Collected data entries:
★ ★ ★ ★ ★ ★ ★
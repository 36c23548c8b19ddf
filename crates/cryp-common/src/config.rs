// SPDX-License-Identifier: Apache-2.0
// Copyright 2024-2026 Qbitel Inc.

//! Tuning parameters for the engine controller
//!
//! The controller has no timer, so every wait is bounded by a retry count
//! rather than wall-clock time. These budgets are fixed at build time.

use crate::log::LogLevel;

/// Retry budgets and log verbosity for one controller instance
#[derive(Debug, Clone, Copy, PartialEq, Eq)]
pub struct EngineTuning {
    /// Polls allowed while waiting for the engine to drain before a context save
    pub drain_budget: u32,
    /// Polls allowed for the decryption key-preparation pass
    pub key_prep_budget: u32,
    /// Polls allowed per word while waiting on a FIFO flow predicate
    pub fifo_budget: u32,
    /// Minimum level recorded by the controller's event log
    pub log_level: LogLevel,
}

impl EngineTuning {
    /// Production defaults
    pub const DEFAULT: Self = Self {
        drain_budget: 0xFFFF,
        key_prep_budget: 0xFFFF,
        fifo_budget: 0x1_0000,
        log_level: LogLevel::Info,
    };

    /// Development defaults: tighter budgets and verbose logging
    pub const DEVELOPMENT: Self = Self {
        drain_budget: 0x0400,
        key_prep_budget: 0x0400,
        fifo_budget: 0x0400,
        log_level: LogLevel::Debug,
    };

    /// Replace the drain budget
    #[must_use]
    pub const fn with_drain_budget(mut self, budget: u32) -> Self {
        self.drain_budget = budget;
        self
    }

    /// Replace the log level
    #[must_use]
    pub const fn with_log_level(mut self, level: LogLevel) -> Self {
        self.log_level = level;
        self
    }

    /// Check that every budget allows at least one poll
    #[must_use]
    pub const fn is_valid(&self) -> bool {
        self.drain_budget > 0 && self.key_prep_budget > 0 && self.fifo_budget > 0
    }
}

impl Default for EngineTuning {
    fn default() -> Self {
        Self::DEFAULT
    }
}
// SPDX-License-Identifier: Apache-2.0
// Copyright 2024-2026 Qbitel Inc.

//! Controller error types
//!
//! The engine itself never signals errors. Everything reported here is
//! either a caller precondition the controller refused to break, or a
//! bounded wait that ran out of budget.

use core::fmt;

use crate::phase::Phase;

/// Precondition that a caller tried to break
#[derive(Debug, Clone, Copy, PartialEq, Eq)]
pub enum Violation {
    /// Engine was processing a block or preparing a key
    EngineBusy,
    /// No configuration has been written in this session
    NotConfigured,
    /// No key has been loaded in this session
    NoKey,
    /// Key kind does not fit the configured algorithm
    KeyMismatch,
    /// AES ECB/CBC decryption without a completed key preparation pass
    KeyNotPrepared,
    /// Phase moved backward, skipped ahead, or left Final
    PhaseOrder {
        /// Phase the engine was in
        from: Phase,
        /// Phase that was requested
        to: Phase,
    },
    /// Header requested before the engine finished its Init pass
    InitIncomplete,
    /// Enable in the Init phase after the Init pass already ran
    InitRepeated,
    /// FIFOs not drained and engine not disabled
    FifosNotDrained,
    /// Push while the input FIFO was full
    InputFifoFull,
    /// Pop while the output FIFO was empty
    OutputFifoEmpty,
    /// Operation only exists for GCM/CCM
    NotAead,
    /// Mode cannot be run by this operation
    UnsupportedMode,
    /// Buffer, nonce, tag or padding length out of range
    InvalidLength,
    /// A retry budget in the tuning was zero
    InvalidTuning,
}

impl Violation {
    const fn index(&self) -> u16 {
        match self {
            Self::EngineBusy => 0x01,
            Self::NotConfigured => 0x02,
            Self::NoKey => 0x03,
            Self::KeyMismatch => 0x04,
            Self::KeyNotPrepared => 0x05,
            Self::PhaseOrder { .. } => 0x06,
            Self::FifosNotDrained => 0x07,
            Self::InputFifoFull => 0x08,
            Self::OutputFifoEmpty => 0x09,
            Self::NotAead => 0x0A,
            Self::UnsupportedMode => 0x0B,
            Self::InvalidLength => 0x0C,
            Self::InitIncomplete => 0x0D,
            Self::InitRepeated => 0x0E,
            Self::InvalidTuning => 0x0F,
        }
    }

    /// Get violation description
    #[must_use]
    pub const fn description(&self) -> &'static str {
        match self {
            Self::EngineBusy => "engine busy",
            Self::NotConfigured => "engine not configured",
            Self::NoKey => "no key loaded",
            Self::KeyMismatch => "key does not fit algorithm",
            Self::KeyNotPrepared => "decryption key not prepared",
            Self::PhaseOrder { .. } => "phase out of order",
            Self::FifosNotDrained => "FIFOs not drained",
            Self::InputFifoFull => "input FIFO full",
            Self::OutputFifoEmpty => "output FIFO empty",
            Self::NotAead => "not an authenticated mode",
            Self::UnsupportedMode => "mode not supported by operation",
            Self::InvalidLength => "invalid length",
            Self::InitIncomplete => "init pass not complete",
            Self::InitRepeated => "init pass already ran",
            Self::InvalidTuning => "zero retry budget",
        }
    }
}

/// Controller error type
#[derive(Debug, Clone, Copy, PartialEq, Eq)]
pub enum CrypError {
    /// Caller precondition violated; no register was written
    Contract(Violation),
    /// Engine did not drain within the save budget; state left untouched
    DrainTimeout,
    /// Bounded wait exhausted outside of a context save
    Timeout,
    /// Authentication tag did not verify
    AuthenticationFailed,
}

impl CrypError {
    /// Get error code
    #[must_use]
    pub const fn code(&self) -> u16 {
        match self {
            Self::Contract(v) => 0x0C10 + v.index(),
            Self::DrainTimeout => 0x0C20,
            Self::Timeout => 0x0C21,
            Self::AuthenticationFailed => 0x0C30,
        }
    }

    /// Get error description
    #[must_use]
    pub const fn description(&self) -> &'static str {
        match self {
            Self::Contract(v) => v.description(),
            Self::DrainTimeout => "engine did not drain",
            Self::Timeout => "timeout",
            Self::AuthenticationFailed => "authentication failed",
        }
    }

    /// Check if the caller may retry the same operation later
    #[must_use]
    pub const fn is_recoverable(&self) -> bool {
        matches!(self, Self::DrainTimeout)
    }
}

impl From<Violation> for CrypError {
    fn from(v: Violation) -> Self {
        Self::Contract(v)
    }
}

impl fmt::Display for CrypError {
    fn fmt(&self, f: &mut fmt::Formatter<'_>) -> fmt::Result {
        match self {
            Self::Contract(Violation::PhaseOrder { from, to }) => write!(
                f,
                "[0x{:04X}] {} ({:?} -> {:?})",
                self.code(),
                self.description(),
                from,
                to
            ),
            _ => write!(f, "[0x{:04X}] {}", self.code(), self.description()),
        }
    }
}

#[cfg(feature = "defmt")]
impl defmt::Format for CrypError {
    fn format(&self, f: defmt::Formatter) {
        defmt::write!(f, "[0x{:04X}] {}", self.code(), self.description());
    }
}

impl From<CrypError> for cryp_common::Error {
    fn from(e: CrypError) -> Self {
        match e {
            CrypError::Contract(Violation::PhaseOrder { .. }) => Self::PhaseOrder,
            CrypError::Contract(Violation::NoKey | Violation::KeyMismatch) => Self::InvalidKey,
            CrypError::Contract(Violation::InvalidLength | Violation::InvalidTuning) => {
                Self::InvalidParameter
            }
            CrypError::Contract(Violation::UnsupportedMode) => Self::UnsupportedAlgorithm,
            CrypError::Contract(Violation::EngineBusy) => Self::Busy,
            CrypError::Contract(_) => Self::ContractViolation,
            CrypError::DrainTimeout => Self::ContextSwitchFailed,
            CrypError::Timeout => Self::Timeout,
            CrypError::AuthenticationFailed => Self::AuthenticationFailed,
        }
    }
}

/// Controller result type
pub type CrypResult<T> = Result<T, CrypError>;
★ ★ ★ ★ ★ ★ ★
§ **What you should do**
The whole of the data must be given again, exactly as shown.

§ **Exercise output**
repository 36c23548c8b19ddf
filename crates/cryp-common/src/config.rs
// SPDX-License-Identifier: Apache-2.0
// Copyright 2024-2026 Qbitel Inc.

//! Tuning parameters for the engine controller
//!
//! The controller has no timer, so every wait is bounded by a retry count
//! rather than wall-clock time. These budgets are fixed at build time.

use crate::log::LogLevel;

/// Retry budgets and log verbosity for one controller instance
#[derive(Debug, Clone, Copy, PartialEq, Eq)]
pub struct EngineTuning {
    /// Polls allowed while waiting for the engine to drain before a context save
    pub drain_budget: u32,
    /// Polls allowed for the decryption key-preparation pass
    pub key_prep_budget: u32,
    /// Polls allowed per word while waiting on a FIFO flow predicate
    pub fifo_budget: u32,
    /// Minimum level recorded by the controller's event log
    pub log_level: LogLevel,
}

impl EngineTuning {
    /// Production defaults
    pub const DEFAULT: Self = Self {
        drain_budget: 0xFFFF,
        key_prep_budget: 0xFFFF,
        fifo_budget: 0x1_0000,
        log_level: LogLevel::Info,
    };

    /// Development defaults: tighter budgets and verbose logging
    pub const DEVELOPMENT: Self = Self {
        drain_budget: 0x0400,
        key_prep_budget: 0x0400,
        fifo_budget: 0x0400,
        log_level: LogLevel::Debug,
    };

    /// Replace the drain budget
    #[must_use]
    pub const fn with_drain_budget(mut self, budget: u32) -> Self {
        self.drain_budget = budget;
        self
    }

    /// Replace the log level
    #[must_use]
    pub const fn with_log_level(mut self, level: LogLevel) -> Self {
        self.log_level = level;
        self
    }

    /// Check that every budget allows at least one poll
    #[must_use]
    pub const fn is_valid(&self) -> bool {
        self.drain_budget > 0 && self.key_prep_budget > 0 && self.fifo_budget > 0
    }
}

impl Default for EngineTuning {
    fn default() -> Self {
        Self::DEFAULT
    }
}
// SPDX-License-Identifier: Apache-2.0
// Copyright 2024-2026 Qbitel Inc.

//! Controller error types
//!
//! The engine itself never signals errors. Everything reported here is
//! either a caller precondition the controller refused to break, or a
//! bounded wait that ran out of budget.

use core::fmt;

use crate::phase::Phase;

/// Precondition that a caller tried to break
#[derive(Debug, Clone, Copy, PartialEq, Eq)]
pub enum Violation {
    /// Engine was processing a block or preparing a key
    EngineBusy,
    /// No configuration has been written in this session
    NotConfigured,
    /// No key has been loaded in this session
    NoKey,
    /// Key kind does not fit the configured algorithm
    KeyMismatch,
    /// AES ECB/CBC decryption without a completed key preparation pass
    KeyNotPrepared,
    /// Phase moved backward, skipped ahead, or left Final
    PhaseOrder {
        /// Phase the engine was in
        from: Phase,
        /// Phase that was requested
        to: Phase,
    },
    /// Header requested before the engine finished its Init pass
    InitIncomplete,
    /// Enable in the Init phase after the Init pass already ran
    InitRepeated,
    /// FIFOs not drained and engine not disabled
    FifosNotDrained,
    /// Push while the input FIFO was full
    InputFifoFull,
    /// Pop while the output FIFO was empty
    OutputFifoEmpty,
    /// Operation only exists for GCM/CCM
    NotAead,
    /// Mode cannot be run by this operation
    UnsupportedMode,
    /// Buffer, nonce, tag or padding length out of range
    InvalidLength,
    /// A retry budget in the tuning was zero
    InvalidTuning,
}

impl Violation {
    const fn index(&self) -> u16 {
        match self {
            Self::EngineBusy => 0x01,
            Self::NotConfigured => 0x02,
            Self::NoKey => 0x03,
            Self::KeyMismatch => 0x04,
            Self::KeyNotPrepared => 0x05,
            Self::PhaseOrder { .. } => 0x06,
            Self::FifosNotDrained => 0x07,
            Self::InputFifoFull => 0x08,
            Self::OutputFifoEmpty => 0x09,
            Self::NotAead => 0x0A,
            Self::UnsupportedMode => 0x0B,
            Self::InvalidLength => 0x0C,
            Self::InitIncomplete => 0x0D,
            Self::InitRepeated => 0x0E,
            Self::InvalidTuning => 0x0F,
        }
    }

    /// Get violation description
    #[must_use]
    pub const fn description(&self) -> &'static str {
        match self {
            Self::EngineBusy => "engine busy",
            Self::NotConfigured => "engine not configured",
            Self::NoKey => "no key loaded",
            Self::KeyMismatch => "key does not fit algorithm",
            Self::KeyNotPrepared => "decryption key not prepared",
            Self::PhaseOrder { .. } => "phase out of order",
            Self::FifosNotDrained => "FIFOs not drained",
            Self::InputFifoFull => "input FIFO full",
            Self::OutputFifoEmpty => "output FIFO empty",
            Self::NotAead => "not an authenticated mode",
            Self::UnsupportedMode => "mode not supported by operation",
            Self::InvalidLength => "invalid length",
            Self::InitIncomplete => "init pass not complete",
            Self::InitRepeated => "init pass already ran",
            Self::InvalidTuning => "zero retry budget",
        }
    }
}

/// Controller error type
#[derive(Debug, Clone, Copy, PartialEq, Eq)]
pub enum CrypError {
    /// Caller precondition violated; no register was written
    Contract(Violation),
    /// Engine did not drain within the save budget; state left untouched
    DrainTimeout,
    /// Bounded wait exhausted outside of a context save
    Timeout,
    /// Authentication tag did not verify
    AuthenticationFailed,
}

impl CrypError {
    /// Get error code
    #[must_use]
    pub const fn code(&self) -> u16 {
        match self {
            Self::Contract(v) => 0x0C10 + v.index(),
            Self::DrainTimeout => 0x0C20,
            Self::Timeout => 0x0C21,
            Self::AuthenticationFailed => 0x0C30,
        }
    }

    /// Get error description
    #[must_use]
    pub const fn description(&self) -> &'static str {
        match self {
            Self::Contract(v) => v.description(),
            Self::DrainTimeout => "engine did not drain",
            Self::Timeout => "timeout",
            Self::AuthenticationFailed => "authentication failed",
        }
    }

    /// Check if the caller may retry the same operation later
    #[must_use]
    pub const fn is_recoverable(&self) -> bool {
        matches!(self, Self::DrainTimeout)
    }
}

impl From<Violation> for CrypError {
    fn from(v: Violation) -> Self {
        Self::Contract(v)
    }
}

impl fmt::Display for CrypError {
    fn fmt(&self, f: &mut fmt::Formatter<'_>) -> fmt::Result {
        match self {
            Self::Contract(Violation::PhaseOrder { from, to }) => write!(
                f,
                "[0x{:04X}] {} ({:?} -> {:?})",
                self.code(),
                self.description(),
                from,
                to
            ),
            _ => write!(f, "[0x{:04X}] {}", self.code(), self.description()),
        }
    }
}

#[cfg(feature = "defmt")]
impl defmt::Format for CrypError {
    fn format(&self, f: defmt::Formatter) {
        defmt::write!(f, "[0x{:04X}] {}", self.code(), self.description());
    }
}

impl From<CrypError> for cryp_common::Error {
    fn from(e: CrypError) -> Self {
        match e {
            CrypError::Contract(Violation::PhaseOrder { .. }) => Self::PhaseOrder,
            CrypError::Contract(Violation::NoKey | Violation::KeyMismatch) => Self::InvalidKey,
            CrypError::Contract(Violation::InvalidLength | Violation::InvalidTuning) => {
                Self::InvalidParameter
            }
            CrypError::Contract(Violation::UnsupportedMode) => Self::UnsupportedAlgorithm,
            CrypError::Contract(Violation::EngineBusy) => Self::Busy,
            CrypError::Contract(_) => Self::ContractViolation,
            CrypError::DrainTimeout => Self::ContextSwitchFailed,
            CrypError::Timeout => Self::Timeout,
            CrypError::AuthenticationFailed => Self::AuthenticationFailed,
        }
    }
}

/// Controller result type
pub type CrypResult<T> = Result<T, CrypError>;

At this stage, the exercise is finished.